November 2015 - Neurosurgery
Spinal reconstruction surgeries are technically demanding and come with a significant risk of intraoperative, perioperative, and postoperative complications. Over the past several years, research indicates that procedures conducted by 2 surgeons working together result in patient outcomes superior to those led by a single surgeon working alone.1,2 This is particularly the case in spinal surgery when the dual-surgeon team is made up of an orthopaedic surgeon and neurosurgeon.
Coupling the orthopaedic surgeon’s expertise in bone and fusion techniques with the neurosurgeon’s expertise in microsurgery on delicate nerve tissue can be particularly effective. In one study of 1,561 patients who underwent spinal surgery with this team approach, patients were 4 to 6 times less likely to experience a surgical site infection than were patients operated on by an orthopaedic surgeon or neurosurgeon alone.1 This particular team approach may also result in reduced time in surgery and fewer major complications. In a study comparing spinal surgery outcomes, average surgical time was 7.6 hours for the 42 patients operated on by a single surgeon but only 5.0 hours for the 36 patients who underwent procedures led by a neurosurgeon-orthopaedic surgeon duo.2
The mean estimated blood loss was 5,278 mL for those operated on by a single surgeon but only 2,003 mL for those operated on by a surgeon team. A reported 45% of the single-surgeon patients experienced at least 1 major complication within 30 days, compared to only 25% of the dual-surgeon patients.2
Surgeons at the University of Minnesota Health Neurosurgery Clinic regularly coordinate with their colleagues and fellow surgeons at University of Minnesota Medical School’s Department of Orthopaedic Surgery and pursue a team approach to complex spinal surgery cases. A multidisciplinary model informs all phases of treatment, from the initial evaluation and surgical plan to postsurgical follow-up care, and ensures the best possible outcomes for patients. The team is proud to be at the leading-edge of research and practice aimed at optimizing outcomes for our spinal surgery patients.

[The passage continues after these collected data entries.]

//! Capacity-bounded buckets of peers.

use std::fmt;

use tracing::{debug, trace};

use crate::core::{id::Id, range::IdRange};

/// A peer record: its identifier plus caller-defined metadata.
#[derive(Debug, Clone, PartialEq, Eq)]
pub struct Peer<M = ()> {
    id: Id,
    meta: M,
}

impl<M> Peer<M> {
    /// Creates a new peer record.
    pub fn new(id: Id, meta: M) -> Self {
        Self { id, meta }
    }

    /// Returns the peer's identifier.
    pub fn id(&self) -> Id {
        self.id
    }

    /// Returns the peer's metadata.
    pub fn meta(&self) -> &M {
        &self.meta
    }

    /// Returns the peer's metadata mutably.
    pub fn meta_mut(&mut self) -> &mut M {
        &mut self.meta
    }
}

impl From<Id> for Peer {
    fn from(id: Id) -> Self {
        Peer::new(id, ())
    }
}

/// The outcome of [`Bucket::try_insert`].
#[derive(Debug, PartialEq, Eq)]
pub enum TryInsert<M> {
    /// The peer was appended to the bucket.
    Inserted,
    /// A peer with the same identifier is already in the bucket, the record was dropped.
    Exists,
    /// The bucket is at capacity; the peer is handed back so the caller can split.
    Full(Peer<M>),
}

/// A bucket holding up to `capacity` peers whose identifiers lie in its range.
#[derive(Debug, Clone, PartialEq, Eq)]
pub struct Bucket<M = ()> {
    // The identifiers this bucket is responsible for.
    range: IdRange,
    // The peers, in insertion order.
    peers: Vec<Peer<M>>,
    // The maximum number of peers outside of a split.
    capacity: usize,
}

impl<M> Bucket<M> {
    /// Creates a new, empty bucket.
    pub fn new(range: IdRange, capacity: usize) -> Self {
        Self {
            range,
            peers: Vec::with_capacity(capacity),
            capacity,
        }
    }

    pub fn range(&self) -> &IdRange {
        &self.range
    }

    pub fn capacity(&self) -> usize {
        self.capacity
    }

    /// Returns the peers in insertion order.
    pub fn peers(&self) -> &[Peer<M>] {
        &self.peers
    }

    pub fn len(&self) -> usize {
        self.peers.len()
    }

    pub fn is_empty(&self) -> bool {
        self.peers.is_empty()
    }

    pub fn is_full(&self) -> bool {
        self.peers.len() >= self.capacity
    }

    /// Returns `true` if the identifier falls in this bucket's range.
    pub fn covers(&self, id: &Id) -> bool {
        self.range.contains(id)
    }

    /// Returns the peer with exactly this identifier, if present.
    pub fn get(&self, id: &Id) -> Option<&Peer<M>> {
        self.peers.iter().find(|peer| peer.id == *id)
    }

    /// Appends the peer if there is room for it.
    ///
    /// The caller is responsible for checking the bucket covers the peer's identifier.
    pub fn try_insert(&mut self, peer: Peer<M>) -> TryInsert<M> {
        debug_assert!(self.covers(&peer.id));

        if self.get(&peer.id).is_some() {
            return TryInsert::Exists;
        }

        if self.is_full() {
            return TryInsert::Full(peer);
        }

        self.peers.push(peer);
        TryInsert::Inserted
    }

    /// Splits the bucket at its range's midpoint.
    ///
    /// The children cover `[min, mid)` and `[mid, max)`. Peers with `id < mid` go left, all
    /// others go right, preserving their relative order.
    pub fn split(self) -> (Self, Self) {
        let (left_range, right_range) = self.range.split();
        let mid = left_range.max();

        let mut left = Self::new(left_range, self.capacity);
        let mut right = Self::new(right_range, self.capacity);

        for peer in self.peers {
            if peer.id.value() < mid {
                left.peers.push(peer);
            } else {
                right.peers.push(peer);
            }
        }

        debug!(
            parent = %self.range,
            left = %left.range,
            left_peers = left.len(),
            right = %right.range,
            right_peers = right.len(),
            "split bucket"
        );

        (left, right)
    }

    /// Returns the number of splits needed to admit `id` into this full bucket, or `None` if more
    /// than `max_depth` would be required.
    ///
    /// With `capacity + 1` peers to place, a split only makes progress once the peers don't all
    /// land in the same child; until then the crowded child is split again.
    pub(crate) fn splits_needed(&self, id: &Id, max_depth: u32) -> Option<u32> {
        let mut ids: Vec<_> = self.peers.iter().map(|peer| peer.id.value()).collect();
        ids.push(id.value());

        let mut range = self.range;
        for depth in 1..=max_depth {
            let (left, right) = range.split();
            let below = ids.iter().filter(|&&value| value < left.max()).count();

            if below > self.capacity {
                range = left;
            } else if ids.len() - below > self.capacity {
                range = right;
            } else {
                return Some(depth);
            }

            trace!(range = %range, depth, "split made no progress");
        }

        None
    }

    /// Admits `peer` into this full bucket by splitting up to `depth` times.
    ///
    /// Returns the resulting buckets: the first takes the place of this bucket, the others are
    /// in the order they were created (the right child of each split).
    pub(crate) fn split_with(mut self, peer: Peer<M>, depth: u32) -> Vec<Self> {
        self.peers.push(peer);

        let mut placed = vec![self];
        for _ in 0..depth {
            let i = match placed.iter().position(|bucket| bucket.is_over_capacity()) {
                Some(i) => i,
                None => break,
            };

            // The left child keeps its parent's slot.
            let (left, right) = placed.remove(i).split();
            placed.insert(i, left);
            placed.push(right);
        }

        debug_assert!(placed.iter().all(|bucket| !bucket.is_over_capacity()));

        placed
    }

    fn is_over_capacity(&self) -> bool {
        self.peers.len() > self.capacity
    }

    /// Writes the bucket's range and members, identifiers formatted for a `bits`-wide space.
    pub(crate) fn fmt_with_bits(&self, f: &mut fmt::Formatter<'_>, bits: u32) -> fmt::Result {
        write!(f, "{} ({}/{}): [", self.range, self.len(), self.capacity)?;
        for (i, peer) in self.peers.iter().enumerate() {
            if i > 0 {
                f.write_str(", ")?;
            }
            f.write_str(&peer.id.to_hex(bits))?;
        }
        f.write_str("]")
    }
}

impl<M> fmt::Display for Bucket<M> {
    fn fmt(&self, f: &mut fmt::Formatter<'_>) -> fmt::Result {
        self.fmt_with_bits(f, Id::BITS)
    }
}
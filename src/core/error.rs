//! Error types.

use thiserror::Error;

use crate::core::id::Id;

/// Errors raised while parsing an identifier from its hex form.
#[derive(Debug, Clone, PartialEq, Eq, Error)]
pub enum IdError {
    #[error("identifier is empty")]
    Empty,

    #[error("identifier has {actual} hex digits, expected {expected}")]
    InvalidLength { expected: usize, actual: usize },

    #[error("invalid hex digit {found:?} at index {index}")]
    InvalidDigit { index: usize, found: char },

    #[error("identifier doesn't fit in {bits} bits")]
    Overflow { bits: u32 },

    #[error("unsupported identifier width: {0} bits")]
    UnsupportedWidth(u32),
}

/// Errors raised when a routing table configuration is rejected.
#[derive(Debug, Clone, PartialEq, Eq, Error)]
pub enum ConfigError {
    #[error("bucket size must be at least 1")]
    BucketSize,

    #[error("identifier width must be within 1..={max} bits, got {bits}")]
    IdBits { bits: u32, max: u32 },

    #[error("at least one initial bucket is required")]
    InitialBuckets,

    #[error("{buckets} buckets with a shift of {shift} bits don't partition a {bits}-bit space")]
    Partition { shift: u32, buckets: u32, bits: u32 },

    #[error("sample size must be at least 1")]
    SampleSize,

    #[error("split depth must be at least 1")]
    SplitDepth,

    #[error("bucket boundaries must be strictly increasing and within the identifier space")]
    Boundaries,
}

/// Errors raised by routing table operations.
#[derive(Debug, Clone, PartialEq, Eq, Error)]
pub enum RoutingError {
    #[error(transparent)]
    Id(#[from] IdError),

    #[error("no bucket covers identifier {0}")]
    NoCoveringBucket(Id),

    #[error("inserting {id} needed more than {depth} splits")]
    SplitDepthExceeded { id: Id, depth: u32 },
}
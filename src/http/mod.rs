//! HTTP edge: axum router, client authentication, and one route module
//! per client-facing wire dialect. The teacher has no HTTP layer at
//! all (it's a CLI), so this whole component is an ambient addition,
//! built in the ordinary axum/tower shape used across the pack.

pub mod anthropic;
pub mod auth;
pub mod core;
pub mod gemini;
pub mod health;
pub mod openai;
pub mod state;

use std::time::Duration;

use axum::routing::{get, post};
use axum::Router;
use tower_http::timeout::TimeoutLayer;
use tower_http::trace::TraceLayer;

pub use state::AppState;

pub fn router(state: AppState) -> Router {
    let timeout = Duration::from_secs(state.config().proxy_timeout_seconds);

    Router::new()
        .route("/v1/chat/completions", post(openai::chat_completions))
        .route("/v1/models", get(openai::list_models))
        .route("/v1/messages", post(anthropic::messages))
        .route("/v1beta/models", get(gemini::list_models))
        .route("/v1beta/models/:model_action", post(gemini::model_action))
        .route("/health", get(health::health))
        .route("/ready", get(health::ready))
        .layer(TraceLayer::new_for_http())
        .layer(TimeoutLayer::new(timeout))
        .with_state(state)
}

1. Blam OG, Vaccaro AR, Vanichkachorn JS, et al. Risk factors for surgical site infection in the patient with spinal injury. Spine (Phila Pa 1976). 2003;28:1475-1480.
2. Ames CP, Barry JJ, Keshavarzi S, et al. Perioperative outcomes and complications of pedicle subtraction osteotomy in cases with single versus two attending surgeons. Spine Deformity. 2013;1:51-58.
The University of Minnesota Health neurosurgery team takes pride in delivering a multidisciplinary, team-based approach to the treatment of both simple and complex diseases. Our providers specialize in the management of all diseases addressed through neurosurgery, including:
Patients with urgent medical or surgical needs are given priority in the appointment system. Appointments for nonurgent problems are scheduled several days to several weeks in advance. To refer a patient to the University of Minnesota Health Neurosurgery Clinic, please call 612-624-6666.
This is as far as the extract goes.